L'allarme dell'associazione SalutEquità

Roma, 11 dic. (askanews) - La pandemia sta condizionando pesantemente il livello di accessibilità al Servizio Sanitario Nazionale da parte dei pazienti non Covid. Nei primi mesi del 2020, solo per fare alcuni esempi, i ricoveri sono calati del 40%, e gli screening oncologici del 50-55%.

E' l'allarme della neonata associazione SalutEquità, il nuovo "laboratorio italiano" per l'analisi, l'innovazione e il cambiamento delle politiche sanitarie e sociali, il cui presidente Tonino Aceti ha presentato il primo Report dedicato all'Equità di accesso alle cure in tempi di Covid-19".

"Nel servizio sanitario nazionale - spiega ad Askanews Aceti - noi siamo abituati a guardare alle disuguaglianze nell'accesso ai servizi tra territori, tra regioni, tra aree interne del Paese più disagiate e le aree metropolitane il Covid ha introdotto questa disuguaglianza tra tipologie di pazienti. Questo è un profilo che dobbiamo assolutamente analizzare e dobbiamo velocemente superare".

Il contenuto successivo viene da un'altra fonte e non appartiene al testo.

//! Interfaces to the ledger and journal snapshots that queries run against.
//!
//! The query core owns no storage. A [`SnapshotProvider`] hands out a
//! point-in-time [`Snapshot`]: a ledger view (the sorted index of key
//! metadata) and, when the query needs object bodies or presence checks, a
//! journal view. [`SnapshotGuard`] closes both sides exactly once when it is
//! dropped, whichever way the query exits.

pub mod filter;
pub mod memory;

use std::sync::Arc;

use crate::error::{Error, Result};
use crate::ledger::{JournalKey, LedgerKey, LedgerValue};
use crate::tictac::SegmentFilter;

pub type LedgerEntry = (LedgerKey, LedgerValue);

/// Iterator over ledger entries in ascending key order.
pub type LedgerIter<'a> = Box<dyn Iterator<Item = Result<LedgerEntry>> + 'a>;

/// Which snapshots a query needs.
#[derive(Debug, Clone, Copy, PartialEq, Eq)]
pub enum SnapshotScope {
    Ledger,
    LedgerAndJournal,
}

impl SnapshotScope {
    pub fn needs_journal(self) -> bool {
        self == SnapshotScope::LedgerAndJournal
    }
}

/// Read-only, point-in-time view of the ledger.
pub trait LedgerSnapshot: Send + Sync {
    /// Entries between `start` and `end` (see [`LedgerKey`] for wildcard
    /// bounds), optionally restricted to keys in the given segments.
    fn scan<'a>(
        &'a self,
        start: &LedgerKey,
        end: &LedgerKey,
        segments: Option<&SegmentFilter>,
    ) -> Result<LedgerIter<'a>>;

    /// The first entry at or after `start` and within `end`.
    fn next_key(&self, start: &LedgerKey, end: &LedgerKey) -> Result<Option<LedgerEntry>> {
        self.scan(start, end, None)?.next().transpose()
    }

    /// Releases the snapshot. Reads after close fail with `SnapshotClosed`.
    fn close(&self);
}

/// Result of asking the journal whether an object is still stored.
#[derive(Debug, Clone, Copy, PartialEq, Eq)]
pub enum KeyCheck {
    Present,
    Missing,
}

/// Read-only, point-in-time view of the journal.
pub trait JournalSnapshot: Send + Sync {
    fn key_check(&self, key: &LedgerKey, sqn: u64) -> Result<KeyCheck>;

    fn fetch(&self, key: &JournalKey) -> Result<Option<Vec<u8>>>;

    fn close(&self);
}

pub struct Snapshot {
    pub ledger: Box<dyn LedgerSnapshot>,
    pub journal: Option<Arc<dyn JournalSnapshot>>,
}

/// Source of consistent snapshots, typically the store itself.
pub trait SnapshotProvider: Send + Sync {
    /// Fails with `StoreClosed` once the store has shut down.
    fn snapshot(&self, scope: SnapshotScope) -> Result<Snapshot>;
}

/// Owns an acquired snapshot pair and closes it on drop.
pub struct SnapshotGuard {
    ledger: Box<dyn LedgerSnapshot>,
    journal: Option<Arc<dyn JournalSnapshot>>,
}

impl SnapshotGuard {
    pub fn acquire(provider: &dyn SnapshotProvider, scope: SnapshotScope) -> Result<Self> {
        let Snapshot { ledger, journal } = provider.snapshot(scope)?;
        let guard = Self { ledger, journal };
        tracing::debug!(?scope, journal = guard.journal.is_some(), "Snapshot acquired");

        if scope.needs_journal() && guard.journal.is_none() {
            return Err(Error::SnapshotUnavailable(
                "provider returned no journal snapshot".to_string(),
            ));
        }
        Ok(guard)
    }

    pub fn ledger(&self) -> &dyn LedgerSnapshot {
        self.ledger.as_ref()
    }

    pub fn journal(&self) -> Option<&Arc<dyn JournalSnapshot>> {
        self.journal.as_ref()
    }
}

impl Drop for SnapshotGuard {
    fn drop(&mut self) {
        self.ledger.close();
        if let Some(journal) = self.journal.take() {
            journal.close();
        }
        tracing::debug!("Snapshot released");
    }
}

/// Fetches an object body from the journal; `None` once it has been
/// compacted away.
pub fn fetch_value(journal: &dyn JournalSnapshot, key: &JournalKey) -> Result<Option<Vec<u8>>> {
    journal.fetch(key)
}

/// Folds every entry of a bounded scan into an accumulator, in key order.
pub fn range_fold<A, F>(
    ledger: &dyn LedgerSnapshot,
    start: &LedgerKey,
    end: &LedgerKey,
    segments: Option<&SegmentFilter>,
    init: A,
    mut fold: F,
) -> Result<A>
where
    F: FnMut(A, LedgerKey, LedgerValue) -> Result<A>,
{
    let mut acc = init;
    for entry in ledger.scan(start, end, segments)? {
        let (key, value) = entry?;
        acc = fold(acc, key, value)?;
    }
    Ok(acc)
}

"Abbiamo dei pazienti non covid che sono tuttora purtroppo degli esodati del Servizio Sanitario Nazionale a causa dell'incapacità del servizio pubblico di mantenere quel doppio servizio di assistenza per i pazienti Covid e i pazienti non Covid e questo è un grande profilo di iniquità, nuovo", ha aggiunto.

Il coronavirus è diventato dunque un moltiplicatore di disuguaglianze che mette a serio rischio anche la salute di chi non lo contrae ma è affetto da altre patologie:

"C'è stato un calo importante dei ricoveri -40%, -58% di ricette erogate che vuol dire 13,3 milioni di accertamenti diagnostici in meno e 9,6 milioni di viste specialistiche in meno. Ma c'è stato anche un calo importante degli screening oncologici e quindi un blocco all'accesso alla prevenzione: si stima che siano circa 4.300 le neoplasie non diagnosticate nei primi mesi del 2020 e circa 4mila adenomi sempre nello stesso periodo. E una contrazione importante della spesa farmaceutica per medicinali molto importanti come quelli innovativi", ha denunciato Aceti.

Dunque l'associazione si pone come baluardo affinchè l'accesso alla salute sia garantito sempre a tutti: "Un presidio a tutela della qualità delle politiche pubbliche sanitarie e sociali. La salute e l'equità sono due concetti purtroppo nella realtà spesso separati - sottolinea il presidente di SalutEquità - non tutte le politiche per la salute garantiscono equità, da qui l'idea di dare il via a un'organizzazione che mettesse in ogni azione che fa gli occhiali dell'equità, considerando salute e equità un unico concetto, indissolubile".

"La prima proposta è quella di ristabilire equità di accesso fra pazienti covid e non covid perché questa sarà un'emergenza nell'emergenza e se non riusciremo a intercettarla ci scoppierà tra le mani subito dopo il Covid", ha concluso.